#### [Problem details]
In the entries below, filter for the word "while" and copy every matching line.

#### [Dataset content]

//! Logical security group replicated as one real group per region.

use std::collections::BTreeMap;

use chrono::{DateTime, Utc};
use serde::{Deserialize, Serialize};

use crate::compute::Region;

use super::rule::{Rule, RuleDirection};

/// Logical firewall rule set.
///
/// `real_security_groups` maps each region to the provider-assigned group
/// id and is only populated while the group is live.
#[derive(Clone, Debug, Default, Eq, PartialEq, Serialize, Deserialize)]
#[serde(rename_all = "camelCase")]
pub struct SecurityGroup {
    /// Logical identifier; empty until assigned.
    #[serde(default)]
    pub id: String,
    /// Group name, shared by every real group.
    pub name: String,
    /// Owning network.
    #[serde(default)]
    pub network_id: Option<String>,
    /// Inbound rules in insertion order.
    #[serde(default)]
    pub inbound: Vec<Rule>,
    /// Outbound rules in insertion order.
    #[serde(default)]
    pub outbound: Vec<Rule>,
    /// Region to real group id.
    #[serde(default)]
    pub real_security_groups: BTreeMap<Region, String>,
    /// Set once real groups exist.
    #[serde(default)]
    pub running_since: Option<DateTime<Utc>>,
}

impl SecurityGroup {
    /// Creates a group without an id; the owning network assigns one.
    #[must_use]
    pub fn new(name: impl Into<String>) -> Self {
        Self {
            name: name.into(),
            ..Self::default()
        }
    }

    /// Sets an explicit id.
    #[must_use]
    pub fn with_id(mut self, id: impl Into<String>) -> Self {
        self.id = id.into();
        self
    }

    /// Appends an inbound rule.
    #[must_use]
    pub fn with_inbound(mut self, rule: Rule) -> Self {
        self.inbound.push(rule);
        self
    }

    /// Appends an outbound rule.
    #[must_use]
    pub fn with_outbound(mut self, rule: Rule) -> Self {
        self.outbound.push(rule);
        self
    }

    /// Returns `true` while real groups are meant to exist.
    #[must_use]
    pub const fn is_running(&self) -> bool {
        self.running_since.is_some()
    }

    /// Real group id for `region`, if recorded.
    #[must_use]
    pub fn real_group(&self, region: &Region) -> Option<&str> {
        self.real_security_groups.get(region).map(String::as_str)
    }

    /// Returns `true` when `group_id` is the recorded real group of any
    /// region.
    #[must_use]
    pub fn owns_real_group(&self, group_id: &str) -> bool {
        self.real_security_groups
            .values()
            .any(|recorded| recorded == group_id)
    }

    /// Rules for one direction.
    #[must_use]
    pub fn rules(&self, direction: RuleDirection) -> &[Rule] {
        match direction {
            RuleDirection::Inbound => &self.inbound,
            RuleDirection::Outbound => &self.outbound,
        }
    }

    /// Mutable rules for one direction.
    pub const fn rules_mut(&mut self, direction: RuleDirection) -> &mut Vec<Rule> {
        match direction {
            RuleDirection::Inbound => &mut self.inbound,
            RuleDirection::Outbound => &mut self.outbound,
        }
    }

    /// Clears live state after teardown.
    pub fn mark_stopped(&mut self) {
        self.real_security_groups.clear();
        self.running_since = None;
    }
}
---
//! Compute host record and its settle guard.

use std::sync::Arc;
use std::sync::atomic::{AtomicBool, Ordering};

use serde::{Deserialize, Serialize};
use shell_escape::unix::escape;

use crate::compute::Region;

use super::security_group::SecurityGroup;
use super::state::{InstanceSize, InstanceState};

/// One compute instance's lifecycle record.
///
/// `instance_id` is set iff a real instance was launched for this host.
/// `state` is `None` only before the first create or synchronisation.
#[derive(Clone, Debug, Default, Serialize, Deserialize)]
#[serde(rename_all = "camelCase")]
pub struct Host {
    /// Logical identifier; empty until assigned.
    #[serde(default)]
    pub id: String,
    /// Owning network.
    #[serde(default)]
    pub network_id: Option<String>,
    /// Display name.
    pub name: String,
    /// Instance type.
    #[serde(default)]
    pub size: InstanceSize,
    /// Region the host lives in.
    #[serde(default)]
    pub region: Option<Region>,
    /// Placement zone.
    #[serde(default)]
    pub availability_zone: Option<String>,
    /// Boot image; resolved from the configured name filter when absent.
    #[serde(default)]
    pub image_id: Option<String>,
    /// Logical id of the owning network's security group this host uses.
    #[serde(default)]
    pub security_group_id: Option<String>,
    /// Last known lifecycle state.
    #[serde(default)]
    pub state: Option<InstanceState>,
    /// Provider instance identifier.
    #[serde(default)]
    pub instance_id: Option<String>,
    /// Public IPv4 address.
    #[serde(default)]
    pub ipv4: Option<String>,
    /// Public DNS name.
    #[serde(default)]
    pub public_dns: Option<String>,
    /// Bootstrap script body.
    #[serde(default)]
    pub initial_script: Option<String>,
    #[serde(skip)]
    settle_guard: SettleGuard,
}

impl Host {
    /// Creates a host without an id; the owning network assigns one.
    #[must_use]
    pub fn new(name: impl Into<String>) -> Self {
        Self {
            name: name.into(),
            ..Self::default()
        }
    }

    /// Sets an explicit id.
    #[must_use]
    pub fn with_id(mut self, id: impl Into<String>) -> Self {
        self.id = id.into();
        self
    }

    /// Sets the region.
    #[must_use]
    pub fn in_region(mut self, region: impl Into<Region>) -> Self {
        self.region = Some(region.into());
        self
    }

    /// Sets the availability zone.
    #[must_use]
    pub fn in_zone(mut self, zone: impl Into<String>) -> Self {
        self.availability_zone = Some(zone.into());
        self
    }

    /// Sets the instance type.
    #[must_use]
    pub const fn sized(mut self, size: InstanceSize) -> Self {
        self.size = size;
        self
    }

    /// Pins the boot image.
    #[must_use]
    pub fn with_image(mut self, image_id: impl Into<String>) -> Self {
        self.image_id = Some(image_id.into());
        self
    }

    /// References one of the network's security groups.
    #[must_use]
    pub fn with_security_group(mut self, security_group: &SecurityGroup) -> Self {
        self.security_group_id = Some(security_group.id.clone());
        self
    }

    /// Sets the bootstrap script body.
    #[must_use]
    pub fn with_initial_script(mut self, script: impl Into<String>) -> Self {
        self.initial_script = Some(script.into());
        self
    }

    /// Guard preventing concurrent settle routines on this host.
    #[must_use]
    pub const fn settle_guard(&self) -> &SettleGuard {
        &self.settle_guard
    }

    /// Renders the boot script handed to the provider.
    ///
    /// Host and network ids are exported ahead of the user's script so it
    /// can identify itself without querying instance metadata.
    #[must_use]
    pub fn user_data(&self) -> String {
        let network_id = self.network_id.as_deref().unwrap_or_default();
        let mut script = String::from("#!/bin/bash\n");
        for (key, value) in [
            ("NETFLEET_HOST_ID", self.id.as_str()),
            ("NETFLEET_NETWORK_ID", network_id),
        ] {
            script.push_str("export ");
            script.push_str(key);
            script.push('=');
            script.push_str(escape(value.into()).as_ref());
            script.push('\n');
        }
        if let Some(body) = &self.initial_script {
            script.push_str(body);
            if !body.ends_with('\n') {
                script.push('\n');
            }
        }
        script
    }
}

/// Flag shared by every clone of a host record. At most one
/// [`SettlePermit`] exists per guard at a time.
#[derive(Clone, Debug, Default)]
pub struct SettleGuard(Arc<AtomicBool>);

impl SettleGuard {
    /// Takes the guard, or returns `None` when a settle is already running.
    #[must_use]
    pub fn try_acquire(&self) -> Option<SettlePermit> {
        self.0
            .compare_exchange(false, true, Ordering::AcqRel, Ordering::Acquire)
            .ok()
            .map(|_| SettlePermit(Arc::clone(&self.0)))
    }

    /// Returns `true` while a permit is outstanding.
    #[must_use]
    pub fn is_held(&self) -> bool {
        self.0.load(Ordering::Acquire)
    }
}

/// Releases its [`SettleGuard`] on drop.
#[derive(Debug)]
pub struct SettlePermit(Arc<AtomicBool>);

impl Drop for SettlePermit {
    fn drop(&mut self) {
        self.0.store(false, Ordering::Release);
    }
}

#### [Task result]
/// id and is only populated while the group is live.
    /// Returns `true` while real groups are meant to exist.
    /// Returns `true` while a permit is outstanding.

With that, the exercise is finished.